→ **WHAT YOU ARE ASKED TO DO**: Please reproduce the entries below exactly, starting at the first line and ending with the line that holds "impl Document for ActivityHistory".

→ **DATASET EXCERPTS**:
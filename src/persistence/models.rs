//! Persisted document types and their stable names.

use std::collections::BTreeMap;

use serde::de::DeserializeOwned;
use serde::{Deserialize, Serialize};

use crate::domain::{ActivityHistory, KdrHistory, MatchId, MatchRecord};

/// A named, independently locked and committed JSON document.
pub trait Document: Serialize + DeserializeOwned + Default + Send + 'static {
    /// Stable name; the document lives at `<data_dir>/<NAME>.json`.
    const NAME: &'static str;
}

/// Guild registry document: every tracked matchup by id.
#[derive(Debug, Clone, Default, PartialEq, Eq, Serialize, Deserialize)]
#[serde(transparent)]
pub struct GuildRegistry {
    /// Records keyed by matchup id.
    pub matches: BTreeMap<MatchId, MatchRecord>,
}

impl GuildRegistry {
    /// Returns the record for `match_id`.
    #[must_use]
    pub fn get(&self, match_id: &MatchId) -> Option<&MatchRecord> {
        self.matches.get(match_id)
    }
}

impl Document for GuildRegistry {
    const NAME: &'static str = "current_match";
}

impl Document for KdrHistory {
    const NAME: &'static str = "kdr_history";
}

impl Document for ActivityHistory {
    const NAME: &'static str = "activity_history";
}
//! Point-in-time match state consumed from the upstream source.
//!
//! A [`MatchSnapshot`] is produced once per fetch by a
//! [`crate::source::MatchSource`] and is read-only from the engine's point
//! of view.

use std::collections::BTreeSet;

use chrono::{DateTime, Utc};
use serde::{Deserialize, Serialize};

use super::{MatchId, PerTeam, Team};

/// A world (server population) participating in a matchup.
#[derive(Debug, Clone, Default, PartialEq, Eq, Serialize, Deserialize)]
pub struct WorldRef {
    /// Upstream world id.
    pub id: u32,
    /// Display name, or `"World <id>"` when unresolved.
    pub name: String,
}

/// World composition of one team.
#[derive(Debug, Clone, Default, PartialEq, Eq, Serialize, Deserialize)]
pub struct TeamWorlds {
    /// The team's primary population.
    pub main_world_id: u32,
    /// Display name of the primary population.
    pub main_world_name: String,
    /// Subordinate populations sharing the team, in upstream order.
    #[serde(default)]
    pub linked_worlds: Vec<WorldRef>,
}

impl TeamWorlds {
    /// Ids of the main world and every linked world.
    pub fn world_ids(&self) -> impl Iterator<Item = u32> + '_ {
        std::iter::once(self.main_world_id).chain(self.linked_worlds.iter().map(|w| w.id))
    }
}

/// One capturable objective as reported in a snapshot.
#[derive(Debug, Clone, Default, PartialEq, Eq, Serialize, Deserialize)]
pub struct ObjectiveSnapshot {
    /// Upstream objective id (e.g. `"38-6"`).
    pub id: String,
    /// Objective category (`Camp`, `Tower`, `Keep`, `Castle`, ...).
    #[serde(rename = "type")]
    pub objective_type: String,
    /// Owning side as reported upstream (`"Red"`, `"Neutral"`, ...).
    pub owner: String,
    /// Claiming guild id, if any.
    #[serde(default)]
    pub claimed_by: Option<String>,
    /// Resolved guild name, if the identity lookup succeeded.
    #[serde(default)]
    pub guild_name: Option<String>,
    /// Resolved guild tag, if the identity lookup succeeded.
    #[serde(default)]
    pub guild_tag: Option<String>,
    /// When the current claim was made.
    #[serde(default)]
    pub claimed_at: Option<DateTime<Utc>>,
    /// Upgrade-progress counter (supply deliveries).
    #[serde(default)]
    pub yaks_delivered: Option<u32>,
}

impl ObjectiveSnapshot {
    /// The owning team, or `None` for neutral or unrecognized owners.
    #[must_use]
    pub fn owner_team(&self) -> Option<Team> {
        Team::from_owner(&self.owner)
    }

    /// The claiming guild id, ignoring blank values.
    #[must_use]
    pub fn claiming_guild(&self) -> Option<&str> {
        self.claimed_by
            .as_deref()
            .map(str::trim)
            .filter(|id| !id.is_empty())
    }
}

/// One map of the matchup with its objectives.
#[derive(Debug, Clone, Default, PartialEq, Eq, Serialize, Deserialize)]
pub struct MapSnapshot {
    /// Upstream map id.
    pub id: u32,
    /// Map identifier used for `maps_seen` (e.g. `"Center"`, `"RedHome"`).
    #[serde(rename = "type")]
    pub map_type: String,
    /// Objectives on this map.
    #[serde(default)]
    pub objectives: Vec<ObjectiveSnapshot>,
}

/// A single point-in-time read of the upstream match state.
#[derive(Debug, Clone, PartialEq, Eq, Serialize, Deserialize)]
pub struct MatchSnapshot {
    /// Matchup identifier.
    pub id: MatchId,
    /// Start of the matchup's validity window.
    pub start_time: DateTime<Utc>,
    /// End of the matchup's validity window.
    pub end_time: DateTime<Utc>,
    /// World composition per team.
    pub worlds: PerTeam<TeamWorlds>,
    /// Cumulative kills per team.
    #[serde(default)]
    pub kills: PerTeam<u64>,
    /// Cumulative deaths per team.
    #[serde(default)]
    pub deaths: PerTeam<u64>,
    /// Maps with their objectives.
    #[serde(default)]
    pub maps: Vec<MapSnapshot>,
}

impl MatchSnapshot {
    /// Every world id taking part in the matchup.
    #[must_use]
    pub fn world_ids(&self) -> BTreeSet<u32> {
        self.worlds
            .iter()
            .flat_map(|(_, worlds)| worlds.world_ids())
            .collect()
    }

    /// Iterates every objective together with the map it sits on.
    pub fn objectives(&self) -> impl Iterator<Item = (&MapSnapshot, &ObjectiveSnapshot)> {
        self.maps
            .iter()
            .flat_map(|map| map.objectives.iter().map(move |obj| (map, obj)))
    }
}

→ **EXERCISE SOLUTION**:
filename src/persistence/models.rs
//! Persisted document types and their stable names.

use std::collections::BTreeMap;

use serde::de::DeserializeOwned;
use serde::{Deserialize, Serialize};

use crate::domain::{ActivityHistory, KdrHistory, MatchId, MatchRecord};

/// A named, independently locked and committed JSON document.
pub trait Document: Serialize + DeserializeOwned + Default + Send + 'static {
    /// Stable name; the document lives at `<data_dir>/<NAME>.json`.
    const NAME: &'static str;
}

/// Guild registry document: every tracked matchup by id.
#[derive(Debug, Clone, Default, PartialEq, Eq, Serialize, Deserialize)]
#[serde(transparent)]
pub struct GuildRegistry {
    /// Records keyed by matchup id.
    pub matches: BTreeMap<MatchId, MatchRecord>,
}

impl GuildRegistry {
    /// Returns the record for `match_id`.
    #[must_use]
    pub fn get(&self, match_id: &MatchId) -> Option<&MatchRecord> {
        self.matches.get(match_id)
    }
}

impl Document for GuildRegistry {
    const NAME: &'static str = "current_match";
}

impl Document for KdrHistory {
    const NAME: &'static str = "kdr_history";
}

impl Document for ActivityHistory {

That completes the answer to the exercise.